EXERCISE INSTRUCTIONS: Read through the listing below and copy each line in which the word "JobName" occurs.

INPUT:
--- START ---
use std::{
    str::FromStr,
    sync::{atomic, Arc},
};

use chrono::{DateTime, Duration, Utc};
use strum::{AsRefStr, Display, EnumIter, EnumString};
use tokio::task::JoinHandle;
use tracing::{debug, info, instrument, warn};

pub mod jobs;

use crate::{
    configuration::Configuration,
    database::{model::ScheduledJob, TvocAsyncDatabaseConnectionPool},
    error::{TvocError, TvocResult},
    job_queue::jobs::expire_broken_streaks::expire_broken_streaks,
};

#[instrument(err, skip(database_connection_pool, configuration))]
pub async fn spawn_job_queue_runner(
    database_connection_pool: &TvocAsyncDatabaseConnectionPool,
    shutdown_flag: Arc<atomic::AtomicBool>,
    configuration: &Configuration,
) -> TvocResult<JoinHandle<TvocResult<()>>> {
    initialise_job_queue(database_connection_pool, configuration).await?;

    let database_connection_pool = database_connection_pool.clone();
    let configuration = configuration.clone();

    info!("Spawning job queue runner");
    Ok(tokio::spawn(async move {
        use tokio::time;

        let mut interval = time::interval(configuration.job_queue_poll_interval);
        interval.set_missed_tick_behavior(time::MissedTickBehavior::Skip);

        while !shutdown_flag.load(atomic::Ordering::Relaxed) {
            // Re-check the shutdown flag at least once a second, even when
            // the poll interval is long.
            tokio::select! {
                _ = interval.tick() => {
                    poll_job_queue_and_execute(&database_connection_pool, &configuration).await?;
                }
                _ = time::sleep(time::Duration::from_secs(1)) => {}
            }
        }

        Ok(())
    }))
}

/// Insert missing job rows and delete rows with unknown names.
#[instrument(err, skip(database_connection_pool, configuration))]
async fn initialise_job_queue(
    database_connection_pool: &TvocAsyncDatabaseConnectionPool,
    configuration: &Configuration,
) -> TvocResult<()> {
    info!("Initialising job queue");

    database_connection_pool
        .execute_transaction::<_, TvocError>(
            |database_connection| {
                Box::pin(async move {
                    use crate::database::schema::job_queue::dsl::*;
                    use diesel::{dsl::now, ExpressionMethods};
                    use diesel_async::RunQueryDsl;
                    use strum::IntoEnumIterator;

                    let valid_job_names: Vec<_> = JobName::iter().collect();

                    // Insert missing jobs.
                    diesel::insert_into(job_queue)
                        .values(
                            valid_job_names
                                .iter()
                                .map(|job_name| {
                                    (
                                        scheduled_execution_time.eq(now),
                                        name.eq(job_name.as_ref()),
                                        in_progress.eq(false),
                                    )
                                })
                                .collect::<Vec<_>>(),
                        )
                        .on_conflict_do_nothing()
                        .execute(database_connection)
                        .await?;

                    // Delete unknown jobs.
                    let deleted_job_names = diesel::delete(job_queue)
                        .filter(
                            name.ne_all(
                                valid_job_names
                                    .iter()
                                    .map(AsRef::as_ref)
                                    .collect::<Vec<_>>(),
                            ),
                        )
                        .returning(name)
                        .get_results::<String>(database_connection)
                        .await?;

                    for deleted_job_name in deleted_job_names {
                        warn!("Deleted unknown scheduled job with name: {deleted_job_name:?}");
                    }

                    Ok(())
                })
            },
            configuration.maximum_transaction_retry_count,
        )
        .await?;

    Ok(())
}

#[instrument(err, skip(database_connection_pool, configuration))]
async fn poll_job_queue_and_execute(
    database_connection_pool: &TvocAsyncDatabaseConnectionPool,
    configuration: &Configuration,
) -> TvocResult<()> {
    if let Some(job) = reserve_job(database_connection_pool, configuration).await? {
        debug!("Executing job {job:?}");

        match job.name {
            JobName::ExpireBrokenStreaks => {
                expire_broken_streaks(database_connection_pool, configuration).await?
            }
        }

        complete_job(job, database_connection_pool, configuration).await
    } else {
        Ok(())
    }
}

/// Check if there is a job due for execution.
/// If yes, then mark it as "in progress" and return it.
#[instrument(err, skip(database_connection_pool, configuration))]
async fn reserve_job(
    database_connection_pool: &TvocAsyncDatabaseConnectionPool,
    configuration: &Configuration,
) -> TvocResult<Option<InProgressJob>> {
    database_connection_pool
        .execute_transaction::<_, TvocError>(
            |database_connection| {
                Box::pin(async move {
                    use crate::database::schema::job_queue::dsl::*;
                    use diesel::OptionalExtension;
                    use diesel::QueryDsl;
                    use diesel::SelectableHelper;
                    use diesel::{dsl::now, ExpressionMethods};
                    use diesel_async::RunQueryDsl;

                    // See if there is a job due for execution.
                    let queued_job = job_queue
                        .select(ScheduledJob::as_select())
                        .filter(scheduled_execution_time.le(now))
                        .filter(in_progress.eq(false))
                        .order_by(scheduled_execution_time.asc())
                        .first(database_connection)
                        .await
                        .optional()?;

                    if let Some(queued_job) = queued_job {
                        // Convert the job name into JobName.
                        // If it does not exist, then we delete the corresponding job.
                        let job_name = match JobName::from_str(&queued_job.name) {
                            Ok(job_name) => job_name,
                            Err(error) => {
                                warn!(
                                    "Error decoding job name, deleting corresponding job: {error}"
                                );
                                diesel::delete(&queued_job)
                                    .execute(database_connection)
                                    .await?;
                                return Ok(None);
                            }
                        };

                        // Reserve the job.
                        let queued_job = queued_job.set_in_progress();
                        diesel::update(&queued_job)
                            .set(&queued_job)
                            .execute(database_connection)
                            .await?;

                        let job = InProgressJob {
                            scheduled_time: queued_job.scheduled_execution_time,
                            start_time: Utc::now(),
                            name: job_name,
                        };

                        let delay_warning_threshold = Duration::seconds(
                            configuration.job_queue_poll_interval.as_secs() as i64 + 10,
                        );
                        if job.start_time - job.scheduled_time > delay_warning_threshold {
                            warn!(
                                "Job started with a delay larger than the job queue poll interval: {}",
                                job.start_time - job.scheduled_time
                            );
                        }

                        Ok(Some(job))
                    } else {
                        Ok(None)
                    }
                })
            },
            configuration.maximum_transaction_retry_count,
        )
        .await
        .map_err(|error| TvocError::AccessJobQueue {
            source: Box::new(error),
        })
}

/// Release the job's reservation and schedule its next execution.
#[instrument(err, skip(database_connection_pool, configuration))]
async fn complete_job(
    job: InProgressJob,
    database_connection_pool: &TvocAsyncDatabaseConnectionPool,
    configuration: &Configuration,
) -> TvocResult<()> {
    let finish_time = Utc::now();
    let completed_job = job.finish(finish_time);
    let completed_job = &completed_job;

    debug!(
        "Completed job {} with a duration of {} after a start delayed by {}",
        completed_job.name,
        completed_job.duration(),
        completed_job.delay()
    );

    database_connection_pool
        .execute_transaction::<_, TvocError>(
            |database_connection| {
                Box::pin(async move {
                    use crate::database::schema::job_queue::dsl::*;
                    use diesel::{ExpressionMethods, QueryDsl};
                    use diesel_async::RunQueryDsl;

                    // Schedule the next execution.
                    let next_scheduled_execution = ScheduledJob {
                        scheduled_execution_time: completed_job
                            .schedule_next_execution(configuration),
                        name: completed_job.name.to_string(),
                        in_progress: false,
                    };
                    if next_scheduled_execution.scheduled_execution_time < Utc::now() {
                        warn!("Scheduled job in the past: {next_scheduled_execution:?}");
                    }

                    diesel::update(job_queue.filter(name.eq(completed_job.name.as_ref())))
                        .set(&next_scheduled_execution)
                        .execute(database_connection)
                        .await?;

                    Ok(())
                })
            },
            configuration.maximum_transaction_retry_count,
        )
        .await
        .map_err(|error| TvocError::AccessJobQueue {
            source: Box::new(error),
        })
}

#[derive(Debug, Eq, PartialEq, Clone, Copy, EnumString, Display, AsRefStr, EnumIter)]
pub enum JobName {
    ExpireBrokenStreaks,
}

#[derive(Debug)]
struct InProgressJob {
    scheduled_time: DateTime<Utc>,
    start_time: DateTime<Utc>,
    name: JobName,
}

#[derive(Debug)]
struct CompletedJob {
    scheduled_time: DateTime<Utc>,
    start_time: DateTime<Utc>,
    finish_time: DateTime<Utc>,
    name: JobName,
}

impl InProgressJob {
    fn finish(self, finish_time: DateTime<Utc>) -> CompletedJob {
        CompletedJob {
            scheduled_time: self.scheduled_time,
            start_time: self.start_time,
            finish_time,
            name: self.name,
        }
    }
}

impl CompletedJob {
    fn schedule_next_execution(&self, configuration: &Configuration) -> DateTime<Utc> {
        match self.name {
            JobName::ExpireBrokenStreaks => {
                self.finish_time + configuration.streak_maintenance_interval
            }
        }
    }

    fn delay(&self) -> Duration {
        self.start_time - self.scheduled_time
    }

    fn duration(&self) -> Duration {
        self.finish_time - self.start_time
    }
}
--- END ---
--- START ---
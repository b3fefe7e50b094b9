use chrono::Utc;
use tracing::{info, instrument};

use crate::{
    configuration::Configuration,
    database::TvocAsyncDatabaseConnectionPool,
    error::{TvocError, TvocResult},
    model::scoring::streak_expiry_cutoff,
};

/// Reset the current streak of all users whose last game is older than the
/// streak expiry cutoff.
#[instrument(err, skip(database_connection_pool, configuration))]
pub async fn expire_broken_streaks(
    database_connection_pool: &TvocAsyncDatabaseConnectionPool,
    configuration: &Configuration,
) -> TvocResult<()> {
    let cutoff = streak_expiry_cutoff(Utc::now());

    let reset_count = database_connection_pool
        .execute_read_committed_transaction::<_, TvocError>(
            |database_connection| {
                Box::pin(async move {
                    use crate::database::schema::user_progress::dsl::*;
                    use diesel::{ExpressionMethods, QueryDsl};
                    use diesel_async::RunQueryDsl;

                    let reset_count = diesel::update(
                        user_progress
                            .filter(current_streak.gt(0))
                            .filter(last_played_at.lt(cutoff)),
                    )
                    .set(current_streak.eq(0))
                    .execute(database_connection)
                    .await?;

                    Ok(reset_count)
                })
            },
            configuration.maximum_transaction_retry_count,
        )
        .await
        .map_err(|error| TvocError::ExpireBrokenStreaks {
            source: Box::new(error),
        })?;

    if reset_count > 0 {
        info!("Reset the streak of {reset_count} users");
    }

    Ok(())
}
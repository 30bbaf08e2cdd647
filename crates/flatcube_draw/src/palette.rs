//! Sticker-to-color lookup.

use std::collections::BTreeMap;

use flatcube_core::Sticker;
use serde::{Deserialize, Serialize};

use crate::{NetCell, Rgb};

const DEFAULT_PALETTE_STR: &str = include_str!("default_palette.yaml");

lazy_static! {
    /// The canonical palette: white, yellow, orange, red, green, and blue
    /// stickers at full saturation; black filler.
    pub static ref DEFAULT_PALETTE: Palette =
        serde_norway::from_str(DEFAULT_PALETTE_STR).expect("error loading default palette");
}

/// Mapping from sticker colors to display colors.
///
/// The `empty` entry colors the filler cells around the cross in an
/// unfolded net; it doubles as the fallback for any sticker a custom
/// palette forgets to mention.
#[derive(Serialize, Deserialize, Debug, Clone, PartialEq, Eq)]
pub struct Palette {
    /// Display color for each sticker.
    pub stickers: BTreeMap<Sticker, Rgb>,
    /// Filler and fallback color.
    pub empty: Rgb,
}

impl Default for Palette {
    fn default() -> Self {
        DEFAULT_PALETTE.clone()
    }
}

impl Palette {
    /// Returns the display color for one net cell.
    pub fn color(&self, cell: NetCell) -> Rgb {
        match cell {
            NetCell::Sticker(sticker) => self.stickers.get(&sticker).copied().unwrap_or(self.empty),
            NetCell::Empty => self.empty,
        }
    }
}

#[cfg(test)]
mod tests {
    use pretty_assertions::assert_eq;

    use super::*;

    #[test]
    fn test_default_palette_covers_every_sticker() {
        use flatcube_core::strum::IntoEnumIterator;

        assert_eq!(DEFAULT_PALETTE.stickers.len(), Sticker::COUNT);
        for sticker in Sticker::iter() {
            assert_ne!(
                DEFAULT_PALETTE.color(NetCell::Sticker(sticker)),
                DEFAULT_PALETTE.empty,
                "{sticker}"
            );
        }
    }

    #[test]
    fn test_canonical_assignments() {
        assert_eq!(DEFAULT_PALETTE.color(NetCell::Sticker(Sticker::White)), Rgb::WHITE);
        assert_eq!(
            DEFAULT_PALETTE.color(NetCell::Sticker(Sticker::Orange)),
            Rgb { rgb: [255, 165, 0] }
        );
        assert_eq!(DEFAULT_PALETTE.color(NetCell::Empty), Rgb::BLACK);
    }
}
--- END ---
RESPONSE:
                    let valid_job_names: Vec<_> = JobName::iter().collect();
            JobName::ExpireBrokenStreaks => {
                        // Convert the job name into JobName.
                        let job_name = match JobName::from_str(&queued_job.name) {
pub enum JobName {
    name: JobName,
    name: JobName,
            JobName::ExpireBrokenStreaks => {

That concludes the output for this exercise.